Transformer les atomes en octets

Il y a une résolution de 2008 que j’ai tenue. C’est celle de diminuer le flux de papiers entrant et restant à la maison. J’ai décidé début 2008 de préférer les octets aux atomes (je dis « octets », parce que si je dit « bits » y’a des comiques qui vont se lâcher..)
Lorsqu’un papier arrive à la maison, trois possibilités: Soit c’est une merdouille et ça part direct à la poubelle, soit c’est un truc qu’il faut impérativement garder (bulletins de salaire, par ex) et je les scanne avant de les classer, soit, pour la majorité des choses c’est un passage au scanner PUIS au destructeur. Les contrats, les factures, hop, POUBELLE, je ne garde que le PDF.
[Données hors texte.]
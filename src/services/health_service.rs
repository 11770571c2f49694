use tracing::warn;

use crate::{dto::health::HealthResponse, state::SharedState};

/// Probe the installed store and report the degraded flag with connection counts.
pub async fn health_status(state: &SharedState) -> HealthResponse {
    match state.game_store().await {
        Some(store) => {
            if let Err(err) = store.health_check().await {
                warn!(error = %err, "storage health check failed");
            }
        }
        None => warn!("storage unavailable (degraded mode)"),
    }

    HealthResponse::new(
        state.is_degraded().await,
        state.storage_backend(),
        state.connections().len(),
    )
}
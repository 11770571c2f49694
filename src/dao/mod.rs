/// Game, player and pending-slot storage backends.
pub mod game_store;
/// Database model definitions.
pub mod models;
/// Storage abstraction layer for database operations.
pub mod storage;
/// Word dictionary questions are drawn from.
pub mod words;
use super::browse::fetch_view;
use super::{CommandContext, CommandResult};
use crate::components::google_calendar::{authorizer_from_config, GoogleCalendar, NewCalendarEvent};
use crate::components::GoogleCalendarHandle;
use crate::error::{config_error, google_calendar_error, AppResult};
use crate::events::ViewKind;
use rust_i18n::t;
use tracing::{debug, info};

/// Add a campus event to the configured calendar
pub async fn add(ctx: &CommandContext, id: &str) -> CommandResult {
    let view = fetch_view(ctx, ViewKind::Browse).await?;
    let event = view.batch.find(id).ok_or_else(|| {
        google_calendar_error(&format!("No upcoming campus event with id '{}'", id))
    })?;

    let request = {
        let config = ctx.config.read().await;
        NewCalendarEvent::from_normalized(event, &config.tz()?)?
    };

    let handle = calendar_handle(ctx).await?;
    let created = handle.insert_event(request).await?;
    info!("Inserted event {} as {:?}", id, created.id);

    println!("{}", t!("event_added", title = event.title));
    if let Some(link) = &created.html_link {
        println!("{}", t!("event_added_link", link = link));
    }

    Ok(())
}

/// The running component's handle, or a standalone one
async fn calendar_handle(ctx: &CommandContext) -> AppResult<GoogleCalendarHandle> {
    if let Some(cm) = &ctx.component_manager {
        if let Some(component) = cm
            .get_component_by_name("google_calendar")
            .and_then(|component| component.as_any().downcast_ref::<GoogleCalendar>())
        {
            if let Some(handle) = component.get_handle().await {
                debug!("Using Google Calendar component from ComponentManager");
                return Ok(handle);
            }
        }
    }

    debug!("Creating standalone Google Calendar handle");
    let config = ctx.config.read().await;
    let authorizer = authorizer_from_config(&config).ok_or_else(|| {
        config_error(
            "Calendar credentials are not configured (GOOGLE_ACCESS_TOKEN or GOOGLE_REFRESH_TOKEN)",
        )
    })?;
    GoogleCalendarHandle::new(&config, authorizer)
}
De plus en plus de services proposent d’ailleurs de passer directement au numérique, j’y souscrit allègrement. Ainsi je ne reçois plus de relevés bancaires, de décomptes sécu ou mutuelle.. hop, tout arrive direct en PDF..
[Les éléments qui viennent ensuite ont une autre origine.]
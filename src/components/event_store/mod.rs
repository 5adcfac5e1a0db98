//! In-memory home of the current event batches.

mod actor;
mod handle;

pub use handle::EventStoreHandle;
Malheureusement, les revues radio ne permettent pas encore cela. A ce sujet, je me demande dans quelle mesure un « acteur économique » (ouah, ça jette) dont le business est fondé sur un modèle « matériel » est capable de s’adapter à une économie de plus en plus « immatérielle ».

Prenez l’industrie du disque, par exemple. Les acteurs en question ne sont pas des petits joueurs, cette industrie dispose de moyens énormes, pourtant elle n’a pas encore été fichue de trouver le moyen de survivre en passant du statuts de de « vendeurs de molécules plastiques » à « vendeurs d’octets mélodieux ».
Prenez les 3 SUISSES ou LA REDOUTE. Vente par correspondance.. mais tellement raté le train d’internet que la disparition les guette !

La presse écrite est dans le même cas. Quels étaient les postes de charge les plus importants de feu Mégahertz-Magazine ? L’imprimeur, la Poste.. Alors que nous, nous aurions aimé continuer à payer.. pour de l’information ! Si les atomes avaient été transformé en octets, plus d’imprimeur, plus de Poste.. Mais l’info serait toujours là, et plus rapide, avec moins de papier chez nous !

Alors j’en viens à ce qui nous reste: Radio-REF. S’il te plait Betty, fais quelque chose. Permet à ceux qui ne veulent plus de papier de ne plus en recevoir ! Prend ta baguette magique et transforme les atomes en octets ! Si déjà, il y avait un moyen de se procurer un BON CD-ROM avec les archives des années passées, cela me permettrait de balancer autant de boites à archives à la benne !
Mais avoue que ce serait assez idiot de payer pour imprimer du papier, puis payer pour que la poste m’amène ces papiers, si pour qu’en fin d’année, le précieux papier parte à la benne ! Alors s’il te plait, permet à ceux qui le souhaitent de renoncer au papier et de télécharger chaque mois leur revue..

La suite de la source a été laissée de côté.